> **Supplied data**:
-- Opening Marker --

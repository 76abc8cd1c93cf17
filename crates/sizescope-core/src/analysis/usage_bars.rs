/// Usage bar chart model — one horizontal bar per record, largest first.
use crate::model::UsageRecord;

/// One horizontal bar: a path label and its size in megabytes.
#[derive(Debug, Clone, PartialEq)]
pub struct Bar {
    pub label: String,
    pub size_mb: f64,
}

/// Bar chart model. `bars` is sorted by size descending, so the first
/// element draws as the topmost (longest) bar.
#[derive(Debug, Clone, PartialEq)]
pub struct BarChart {
    pub title: String,
    pub bars: Vec<Bar>,
}

/// Build the disk-usage bar chart from a record set.
///
/// Every record contributes one bar, directories included. Ordering is
/// strictly non-increasing in `size_mb`.
pub fn usage_bar_chart(records: &[UsageRecord], title: &str) -> BarChart {
    let mut bars: Vec<Bar> = records
        .iter()
        .map(|record| Bar {
            label: record.path.to_string_lossy().into_owned(),
            size_mb: record.size_mb,
        })
        .collect();

    bars.sort_by(|a, b| b.size_mb.total_cmp(&a.size_mb));

    BarChart {
        title: title.to_owned(),
        bars,
    }
}
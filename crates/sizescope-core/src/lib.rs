//! SizeScope Core — scanning, chart models, and data model.
//!
//! This crate contains all business logic with zero UI dependencies.
//! It is designed to be reusable across different frontends (GUI, CLI, TUI).
//!
//! # Modules
//!
//! - [`model`] — Usage records and size conversion helpers.
//! - [`scanner`] — Single-pass directory walk producing usage records.
//! - [`analysis`] — Chart-model builders consumed by the viewer.
//! - [`error`] — Fatal error taxonomy for the CLI surface.

pub mod analysis;
pub mod error;
pub mod model;
pub mod scanner;

pub use error::UsageError;
//! Loghouse Journal Storage
//!
//! This crate implements the on-disk storage layer for Loghouse: per-tag
//! journals stored as append-only chunk files, the bounded file-descriptor
//! pool that backs all reads, and the forward iterator the query engine
//! drives.
//!
//! ## Architecture Overview
//!
//! ```text
//! ┌───────────────────┐
//! │ JournalController │  one per data directory
//! └────────┬──────────┘
//!          │ get_or_create(id)
//!          ▼
//! ┌───────────────────┐      ┌──────────────┐
//! │     Journal       │◀────▶│   FdPool     │  bounded, cached readers
//! │  chunk table +    │      └──────┬───────┘
//! │  append + watch   │             │
//! └────────┬──────────┘             ▼
//!          │ iterator()          disk (chunk files)
//!          ▼
//! ┌───────────────────┐
//! │ JournalIterator   │  get / next / set_pos / release
//! └───────────────────┘
//! ```
//!
//! Reads never open files directly: every `JournalIterator` borrows a
//! buffered reader from the shared pool and returns it on `release`, so
//! the total number of open handles stays bounded no matter how many
//! cursors exist.

pub mod chunk;
pub mod config;
pub mod controller;
pub mod fdpool;
pub mod iterator;
pub mod journal;

pub use config::JournalConfig;
pub use controller::JournalController;
pub use fdpool::{FdPool, FileReader};
pub use iterator::JournalIterator;
pub use journal::Journal;
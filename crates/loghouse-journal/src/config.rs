//! Journal Storage Configuration

use std::path::PathBuf;

use serde::{Deserialize, Serialize};

/// Controls how journals lay out chunks on disk and how many file handles
/// the shared reader pool may keep open.
#[derive(Debug, Clone, Serialize, Deserialize)]
pub struct JournalConfig {
    /// Directory holding one subdirectory per journal.
    pub data_dir: PathBuf,

    /// Roll to a new chunk once the active one reaches this size
    /// (default: 64MB).
    #[serde(default = "default_max_chunk_size")]
    pub max_chunk_size: u64,

    /// Maximum simultaneously open file readers across all journals
    /// (default: 1024).
    #[serde(default = "default_fd_pool_size")]
    pub fd_pool_size: usize,

    /// Read buffer per pooled file reader (default: 64KB).
    #[serde(default = "default_reader_buf_size")]
    pub reader_buf_size: usize,
}

impl Default for JournalConfig {
    fn default() -> Self {
        Self {
            data_dir: PathBuf::from("./data/journals"),
            max_chunk_size: default_max_chunk_size(),
            fd_pool_size: default_fd_pool_size(),
            reader_buf_size: default_reader_buf_size(),
        }
    }
}

fn default_max_chunk_size() -> u64 {
    64 * 1024 * 1024 // 64MB
}

fn default_fd_pool_size() -> usize {
    1024
}

fn default_reader_buf_size() -> usize {
    64 * 1024 // 64KB
}

#[cfg(test)]
mod tests {
    use super::*;

    #[test]
    fn test_defaults() {
        let config = JournalConfig::default();
        assert_eq!(config.max_chunk_size, 64 * 1024 * 1024);
        assert_eq!(config.fd_pool_size, 1024);
        assert_eq!(config.reader_buf_size, 64 * 1024);
    }

    #[test]
    fn test_deserialize_with_defaults() {
        let config: JournalConfig =
            serde_json::from_str(r#"{"data_dir": "/var/lib/loghouse"}"#).unwrap();
        assert_eq!(config.data_dir, PathBuf::from("/var/lib/loghouse"));
        assert_eq!(config.fd_pool_size, 1024);
    }
}
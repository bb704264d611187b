//! Journal Iterator
//!
//! Forward-only, repositionable iterator over one journal's records.
//!
//! `get` peeks the current record without advancing and caches it; `next`
//! advances one record. A `get` that runs past the last record reports
//! end-of-data and leaves the iterator parked at the first unwritten slot,
//! so the same call picks up new records once a writer appends them - EOF
//! is never cached.
//!
//! The iterator borrows one buffered reader from the journal's [`FdPool`]
//! at a time; crossing a chunk boundary swaps it for the next chunk's
//! reader. [`release`](JournalIterator::release) hands the reader back
//! without losing the logical position, which is how idle cursors avoid
//! pinning file handles.

use std::sync::Arc;

use tokio_util::sync::CancellationToken;

use loghouse_core::{Error, JournalPos, LogEvent, Result};

use crate::chunk::{self, FRAME_HEADER, MAX_FRAME};
use crate::fdpool::FileReader;
use crate::journal::{Journal, Locate};

/// Forward cursor over a single journal.
pub struct JournalIterator {
    journal: Arc<Journal>,
    pos: JournalPos,
    cur: Option<LogEvent>,
    reader: Option<Arc<FileReader>>,
    reader_cid: u64,
}

impl JournalIterator {
    pub(crate) fn new(journal: Arc<Journal>) -> Self {
        Self {
            journal,
            pos: JournalPos::HEAD,
            cur: None,
            reader: None,
            reader_cid: 0,
        }
    }

    /// The journal this iterator reads.
    pub fn journal(&self) -> &Arc<Journal> {
        &self.journal
    }

    /// Returns the current record without advancing. After an `Eof` the
    /// position points at the next-to-be-written slot.
    pub async fn get(&mut self, ctx: &CancellationToken) -> Result<LogEvent> {
        if ctx.is_cancelled() {
            return Err(Error::Canceled);
        }
        if let Some(ev) = &self.cur {
            return Ok(ev.clone());
        }

        let (pool_cid, offset, pos) = match self.journal.locate(self.pos).await {
            Locate::Frame {
                pool_cid,
                offset,
                pos,
            } => (pool_cid, offset, pos),
            Locate::Eof { pos } => {
                self.pos = pos;
                return Err(Error::Eof);
            }
        };
        self.pos = pos;

        let reader = self.reader_for(ctx, pool_cid, offset).await?;
        let ev = tokio::select! {
            _ = ctx.cancelled() => return Err(Error::Canceled),
            res = Self::read_frame(&reader, offset) => res?,
        };
        self.cur = Some(ev.clone());
        Ok(ev)
    }

    /// Advances one record. The advance is lazy: when no record is cached
    /// it performs a `get` first, and a failure there is deferred to the
    /// caller's next `get`.
    pub async fn next(&mut self, ctx: &CancellationToken) {
        if self.cur.is_none() && self.get(ctx).await.is_err() {
            return;
        }
        if self.cur.take().is_some() {
            self.pos = self.pos.next_idx();
        }
    }

    /// Current position. After an EOF `get` this is the first unwritten
    /// slot.
    pub fn pos(&self) -> JournalPos {
        self.pos
    }

    /// Seeks to a logical position. `JournalPos::TAIL` means just past the
    /// last record, `JournalPos::HEAD` the first one. Purely logical - no
    /// I/O happens until the next `get`.
    pub fn set_pos(&mut self, pos: JournalPos) {
        self.cur = None;
        self.pos = pos;
    }

    /// Returns the pooled reader without touching the logical position.
    pub fn release(&mut self) {
        if let Some(reader) = self.reader.take() {
            self.journal.pool().release(reader);
        }
    }

    async fn reader_for(
        &mut self,
        ctx: &CancellationToken,
        pool_cid: u64,
        offset: u64,
    ) -> Result<Arc<FileReader>> {
        if let Some(reader) = &self.reader {
            if self.reader_cid == pool_cid {
                return Ok(reader.clone());
            }
            // Crossed into another chunk.
            self.release();
        }
        let reader = self.journal.pool().acquire(ctx, pool_cid, offset).await?;
        self.reader_cid = pool_cid;
        self.reader = Some(reader.clone());
        Ok(reader)
    }

    async fn read_frame(reader: &Arc<FileReader>, offset: u64) -> Result<LogEvent> {
        let mut header = [0u8; FRAME_HEADER];
        reader.read_exact_at(offset, &mut header).await?;
        let len = u32::from_le_bytes(header[0..4].try_into().unwrap());
        let crc = u32::from_le_bytes(header[4..8].try_into().unwrap());
        if len > MAX_FRAME {
            return Err(Error::Corrupt(format!(
                "frame length {} in {}",
                len,
                reader.file_name().display()
            )));
        }
        let mut payload = vec![0u8; len as usize];
        reader
            .read_exact_at(offset + FRAME_HEADER as u64, &mut payload)
            .await?;
        chunk::check_frame(crc, &payload, reader.file_name())?;
        chunk::decode_event(&payload)
    }
}

impl Drop for JournalIterator {
    fn drop(&mut self) {
        self.release();
    }
}

#[cfg(test)]
mod tests {
    use super::*;
    use crate::fdpool::FdPool;

    fn event(ts: i64, msg: &str) -> LogEvent {
        LogEvent::new(ts, msg.to_string())
    }

    async fn journal_with(
        dir: &std::path::Path,
        max_chunk: u64,
        events: &[LogEvent],
    ) -> (Arc<Journal>, Arc<FdPool>) {
        let pool = Arc::new(FdPool::new(8));
        let journal = Journal::open(
            "itertest".to_string(),
            dir.join("itertest"),
            max_chunk,
            pool.clone(),
        )
        .await
        .unwrap();
        journal.append(events).await.unwrap();
        (journal, pool)
    }

    #[tokio::test]
    async fn test_get_peeks_without_advancing() {
        let dir = tempfile::tempdir().unwrap();
        let (journal, _pool) =
            journal_with(dir.path(), 1 << 20, &[event(1, "a"), event(2, "b")]).await;
        let ctx = CancellationToken::new();
        let mut it = journal.iterator();

        let first = it.get(&ctx).await.unwrap();
        let again = it.get(&ctx).await.unwrap();
        assert_eq!(first, again);
        assert_eq!(it.pos(), JournalPos::new(0, 0));
    }

    #[tokio::test]
    async fn test_get_next_walks_in_order() {
        let dir = tempfile::tempdir().unwrap();
        let events = vec![event(1, "a"), event(2, "b"), event(3, "c")];
        let (journal, _pool) = journal_with(dir.path(), 1 << 20, &events).await;
        let ctx = CancellationToken::new();
        let mut it = journal.iterator();

        for expected in &events {
            let got = it.get(&ctx).await.unwrap();
            assert_eq!(&got, expected);
            it.next(&ctx).await;
        }
        assert!(it.get(&ctx).await.unwrap_err().is_eof());
    }

    #[tokio::test]
    async fn test_walks_across_chunks() {
        let dir = tempfile::tempdir().unwrap();
        let events = vec![event(1, "a"), event(2, "b"), event(3, "c")];
        // One record per chunk.
        let (journal, _pool) = journal_with(dir.path(), 1, &events).await;
        let ctx = CancellationToken::new();
        let mut it = journal.iterator();

        let mut seen = Vec::new();
        loop {
            match it.get(&ctx).await {
                Ok(ev) => {
                    seen.push(ev);
                    it.next(&ctx).await;
                }
                Err(e) if e.is_eof() => break,
                Err(e) => panic!("unexpected error: {}", e),
            }
        }
        assert_eq!(seen, events);
    }

    #[tokio::test]
    async fn test_eof_then_new_data() {
        let dir = tempfile::tempdir().unwrap();
        let (journal, _pool) = journal_with(dir.path(), 1 << 20, &[event(1, "a")]).await;
        let ctx = CancellationToken::new();
        let mut it = journal.iterator();

        it.get(&ctx).await.unwrap();
        it.next(&ctx).await;
        assert!(it.get(&ctx).await.unwrap_err().is_eof());
        let parked = it.pos();

        journal.append(&[event(2, "late")]).await.unwrap();
        let ev = it.get(&ctx).await.unwrap();
        assert_eq!(ev.msg, bytes::Bytes::from("late"));
        assert_eq!(it.pos(), parked);
    }

    #[tokio::test]
    async fn test_set_pos_tail_and_head() {
        let dir = tempfile::tempdir().unwrap();
        let events = vec![event(1, "a"), event(2, "b")];
        let (journal, _pool) = journal_with(dir.path(), 1 << 20, &events).await;
        let ctx = CancellationToken::new();
        let mut it = journal.iterator();

        it.set_pos(JournalPos::TAIL);
        assert!(it.get(&ctx).await.unwrap_err().is_eof());
        // EOF normalized the sentinel to the concrete tail.
        assert_eq!(it.pos(), JournalPos::new(0, 2));

        it.set_pos(JournalPos::HEAD);
        assert_eq!(it.get(&ctx).await.unwrap(), events[0]);
    }

    #[tokio::test]
    async fn test_next_before_get_is_lazy() {
        let dir = tempfile::tempdir().unwrap();
        let events = vec![event(1, "a"), event(2, "b")];
        let (journal, _pool) = journal_with(dir.path(), 1 << 20, &events).await;
        let ctx = CancellationToken::new();
        let mut it = journal.iterator();

        // next without a prior get resolves the record itself, then skips it.
        it.next(&ctx).await;
        assert_eq!(it.get(&ctx).await.unwrap(), events[1]);
    }

    #[tokio::test]
    async fn test_cancellation_leaves_position() {
        let dir = tempfile::tempdir().unwrap();
        let (journal, _pool) = journal_with(dir.path(), 1 << 20, &[event(1, "a")]).await;
        let mut it = journal.iterator();

        let cancelled = CancellationToken::new();
        cancelled.cancel();
        assert!(it.get(&cancelled).await.unwrap_err().is_canceled());
        assert_eq!(it.pos(), JournalPos::HEAD);

        // A non-cancelled retry returns the record cancellation skipped.
        let ctx = CancellationToken::new();
        assert_eq!(it.get(&ctx).await.unwrap().msg, bytes::Bytes::from("a"));
    }

    #[tokio::test]
    async fn test_release_keeps_logical_position() {
        let dir = tempfile::tempdir().unwrap();
        let events = vec![event(1, "a"), event(2, "b")];
        let (journal, pool) = journal_with(dir.path(), 1 << 20, &events).await;
        let ctx = CancellationToken::new();
        let mut it = journal.iterator();

        it.get(&ctx).await.unwrap();
        it.next(&ctx).await;
        it.release();
        assert_eq!(pool.cur_size(), 1); // cached in the pool, not held

        assert_eq!(it.get(&ctx).await.unwrap(), events[1]);
    }

    #[tokio::test]
    async fn test_drop_returns_reader() {
        let dir = tempfile::tempdir().unwrap();
        let (journal, pool) = journal_with(dir.path(), 1 << 20, &[event(1, "a")]).await;
        let ctx = CancellationToken::new();
        {
            let mut it = journal.iterator();
            it.get(&ctx).await.unwrap();
        }
        // The reader went back to the pool's free list on drop.
        let it2 = journal.iterator();
        drop(it2);
        assert!(pool.live_readers() <= 1);
    }
}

-- Closing Marker --

> **Task requirements**: Of the entries listed above, reproduce only the lines starting at the line containing "record is cached" and ending at the line containing "async fn read_frame(reader: &Arc<FileReader>, offset: u64)". Include both, exactly as they stand.

> **Result**:
    /// Advances one record. The advance is lazy: when no record is cached
    /// it performs a `get` first, and a failure there is deferred to the
    /// caller's next `get`.
    pub async fn next(&mut self, ctx: &CancellationToken) {
        if self.cur.is_none() && self.get(ctx).await.is_err() {
            return;
        }
        if self.cur.take().is_some() {
            self.pos = self.pos.next_idx();
        }
    }

    /// Current position. After an EOF `get` this is the first unwritten
    /// slot.
    pub fn pos(&self) -> JournalPos {
        self.pos
    }

    /// Seeks to a logical position. `JournalPos::TAIL` means just past the
    /// last record, `JournalPos::HEAD` the first one. Purely logical - no
    /// I/O happens until the next `get`.
    pub fn set_pos(&mut self, pos: JournalPos) {
        self.cur = None;
        self.pos = pos;
    }

    /// Returns the pooled reader without touching the logical position.
    pub fn release(&mut self) {
        if let Some(reader) = self.reader.take() {
            self.journal.pool().release(reader);
        }
    }

    async fn reader_for(
        &mut self,
        ctx: &CancellationToken,
        pool_cid: u64,
        offset: u64,
    ) -> Result<Arc<FileReader>> {
        if let Some(reader) = &self.reader {
            if self.reader_cid == pool_cid {
                return Ok(reader.clone());
            }
            // Crossed into another chunk.
            self.release();
        }
        let reader = self.journal.pool().acquire(ctx, pool_cid, offset).await?;
        self.reader_cid = pool_cid;
        self.reader = Some(reader.clone());
        Ok(reader)
    }

    async fn read_frame(reader: &Arc<FileReader>, offset: u64) -> Result<LogEvent> {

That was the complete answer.